I do think we can make serendipity more likely by exposing people to a variety of information that makes the realization of connections between information more likely. That isn’t to say that serendipity will happen, just that we can create circumstances for people that will make the conditions ripe for it.

Serendipity Is Not An Intent

Tuesday, November 15th, 2011

Serendipity Is Not An Intent

From the post:

Wired had two amazing pieces on online advertising yesterday and while Felix Salmon’s piece The Future of Online Advertising could be Yieldbot’s manifesto it is the piece Can ‘Serendipity’ Be a Business Model? that deals more directly with our favorite topic, intent.


Twitter is the greatest discovery engine ever created on the web. But discovery can be and not be serendipitous. Sometimes,, as Dorsey alludes to, you discover things you had no idea existed but much more often you discover things after you have intent around what you want to discover. This is an important differentiation for Twitter to consider. It’s important because it’s a different algorithm.

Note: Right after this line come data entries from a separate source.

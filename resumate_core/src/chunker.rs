//! Splitting long replies into platform-sized messages.
//!
//! Telegram rejects messages above 4096 characters, so every outgoing reply is
//! cut along the most natural boundary available inside each window.

use crate::util::byte_offset;

/// Default chunk size, kept below Telegram's hard limit.
pub const DEFAULT_MAX_CHUNK_LEN: usize = 4000;

/// Cut-point candidates in order of preference, with the number of leading
/// separator bytes that stay on the emitted chunk.
const SEPARATORS: [(&str, usize); 4] = [("\n\n", 0), (". ", 1), ("\n", 0), (" ", 0)];

/// Lazy sequence of chunks over one source string.
///
/// Cloning the iterator restarts from the clone point, so a caller can count
/// the chunks and then walk them again without re-splitting.
#[derive(Debug, Clone)]
pub struct Chunks<'a> {
    remaining: Option<&'a str>,
    max_len: usize,
}

/// Split `text` into chunks of at most `max_len` characters.
///
/// Text that already fits is yielded untouched (an empty string yields one
/// empty chunk). Longer text is cut at the last paragraph break, sentence end,
/// line break or space inside the window, falling back to a hard cut at
/// `max_len` when the boundary would leave the chunk less than half full.
/// Emitted chunks and the remainder are trimmed at every cut.
#[must_use]
pub fn split_message(text: &str, max_len: usize) -> Chunks<'_> {
    Chunks {
        remaining: Some(text),
        max_len: max_len.max(1),
    }
}

impl<'a> Iterator for Chunks<'a> {
    type Item = &'a str;

    fn next(&mut self) -> Option<&'a str> {
        loop {
            let remaining = self.remaining?;
            if remaining.chars().count() <= self.max_len {
                self.remaining = None;
                return Some(remaining);
            }

            let (head, tail) = remaining.split_at(cut_point(remaining, self.max_len));
            let tail = tail.trim();
            self.remaining = (!tail.is_empty()).then_some(tail);

            let head = head.trim();
            if !head.is_empty() {
                return Some(head);
            }
        }
    }
}

/// Byte index at which to cut `text`, which is longer than `max_len` chars.
fn cut_point(text: &str, max_len: usize) -> usize {
    let boundary = SEPARATORS.iter().find_map(|&(sep, keep)| {
        // The separator may start right at the window edge as long as the
        // kept part of it still fits.
        let window = &text[..byte_offset(text, max_len + sep.len() - keep)];
        window.rfind(sep).map(|idx| idx + keep)
    });

    match boundary {
        Some(cut) if text[..cut].chars().count() * 2 >= max_len => cut,
        _ => byte_offset(text, max_len),
    }
}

Discovery intent is not an algo about “how do we introduce you to something that would otherwise be difficult for you to find, but something that you probably have a deep interest in?” There is no “introduce” and “probably” in the discovery intent algo. Most importantly, there is no “we.” It’s an algo about “how do you discover what you’re interested in.”

Discovering more about what you’re interested in has always been Twitter’s greatest strength. It leverages both user-defined inputs and the rich content streams where context and realtime matching can occur. Just like Search.

If Twitter wants to build a discovery system for advertising it should look like this. (emphasis added)

Inverts the advertising and when you think about it, the search algorithm. Rather than discovering, poorly, what interests the user or answer as question, enable the user to discover (a pull model) what interests them.

Completely different way of thinking about advertising and search.

Priesthood of the user? Worked (depending on who you ask) a long time ago.

Maybe, just maybe, a service architecture based on that as a goal, could disrupt the current “I know better than you” push models for search and advertising.

Is Precision the Enemy of Serendipity?

Wednesday, September 28th, 2011

I was reading claims of increased precision by software X the other day. I probably have mentioned this before (and it wasn’t original, then or now) that precision seems to me to be the enemy of serendipity.

For example, when I was an undergraduate, the library would display all the recent issues of journals on long angled shelves. So it was possible to walk along looking at the new issues in a variety of areas with ease. As a political science major I could have gone directly to journals on political science. But I would have missed the Review of Metaphysics and/or the Journal of the History of Ideas, both of which are rich sources of ideas relevant to topic maps (and information systems more generally).

But precision about the information available, a departmental page that links only to electronic versions of journals relevant to the “discipline,” reduces the opportunity to perhaps recognize relevant literature outside the confines of a discipline.

True, I still browse a lot, otherwise I would not notice titles like: k-means Approach to the Karhunen-Loéve Transform (aka PCA – Principal Component Analysis). I knew that k-means was a form of clustering that could help with gathering members of collective topics together but quite honestly did not recognize Karhunen-Loéve Transform. I know it as either PCA – Principal Component Analysis, which I inserted in my blog title to help others recognize the technique.

Of course the problem is that sometimes I really want precision, perhaps I am rushed to finish a job or need to find a reference for a standard, etc. In those cases I don’t have time to wade through a lot of search results and appreciate whatever (little) precision I can wring out of a search engine.

Whether I want more precision or more serendipity varies on a day to day basis for me. How about you?